URL-as-Settings Pattern

All dictionary options (usernames, spoiler level, source, media type) are encoded as query parameters in the URL. This is intentional — the URLs themselves act as persistent settings for Yomitan's update mechanism:

User imports a dictionary via the index URL, e.g. http://host/api/yomitan-index?vndb_user=foo&spoilers=false
Yomitan stores that full index URL internally
On update check, Yomitan re-fetches the index URL → the generate_index handler reconstructs a downloadUrl with all the same query params baked in
Yomitan downloads the fresh ZIP from that URL → dictionary is regenerated with the original settings

This means changing a setting (e.g. toggling spoilers) requires re-importing with a new URL. There is no server-side state or user accounts — the URL IS the configuration. When adding new options, they must be added to the DictQuery struct and threaded through generate_index's downloadUrl construction so they survive the update cycle.

Critical Implementation Details

Things that are easy to break and hard to debug:

Name parsing API: name_parser.rs exposes two public functions — split_japanese_name_with_hints() and generate_name_readings().

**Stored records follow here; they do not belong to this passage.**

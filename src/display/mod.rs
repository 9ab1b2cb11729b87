//! Terminal output for the CLI: styled tables, spinners and themed
//! status lines.

pub mod progress;
pub mod tables;
pub mod theme;

pub use progress::{create_spinner, with_spinner};
pub use tables::{
    TableBuilder, create_assignment_table, create_build_table, create_candidate_table,
    create_cluster_table,
};
pub use theme::{THEME, Theme};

Both accept optional first_name_hint (given) and last_name_hint (family) romaji hints. When hints are None (VNDB path), they delegate to internal helpers that use VNDB's positional romaji mapping where romanized_parts[0] → family reading, romanized_parts[1] → given reading (Western→Japanese order swap — looks wrong but is correct). When hints are provided (AniList path), they use the hints to split spaceless native names and generate per-part readings directly. The old split_japanese_name() and generate_mixed_name_readings() still exist as private internal helpers but are not part of the public API.
Image flow: Images must be downloaded and base64-encoded BEFORE passing characters to dict_builder. The builder extracts raw bytes from the base64 data URI and writes them as binary files in the ZIP's img/ folder.
ZIP writer needs Seek: Use std::io::Cursor<Vec<u8>>, not bare Vec<u8>.
Term bank chunking: Max 10,000 entries per term_bank_N.json file.
Entry deduplication: All term entries are deduplicated via HashSet<String> on the term+reading key. Family name matching an alias → only one entry.
Characters without name_original are logged and skipped: No Japanese name = no dictionary entries. A warn! log is emitted with the character's ID and romanized name.
Rate limits: VNDB 200ms between paginated requests (200 req/5min). AniList 300ms (90 req/min).
Spoiler stripping: VNDB uses [spoiler]...[/spoiler], AniList uses ~!...!~. Both must be handled.
Revision field: Must be random on every generation (triggers Yomitan update detection). Not deterministic.
VNDB user input parsing: Users paste URLs like https://vndb.org/u306587. Must extract user ID from URL before API calls. See vndb_client.rs::parse_user_input().
Port is configurable: Via PORT env var, defaults to 3000. BASE_URL env var controls auto-update URLs and defaults to http://127.0.0.1:{PORT}.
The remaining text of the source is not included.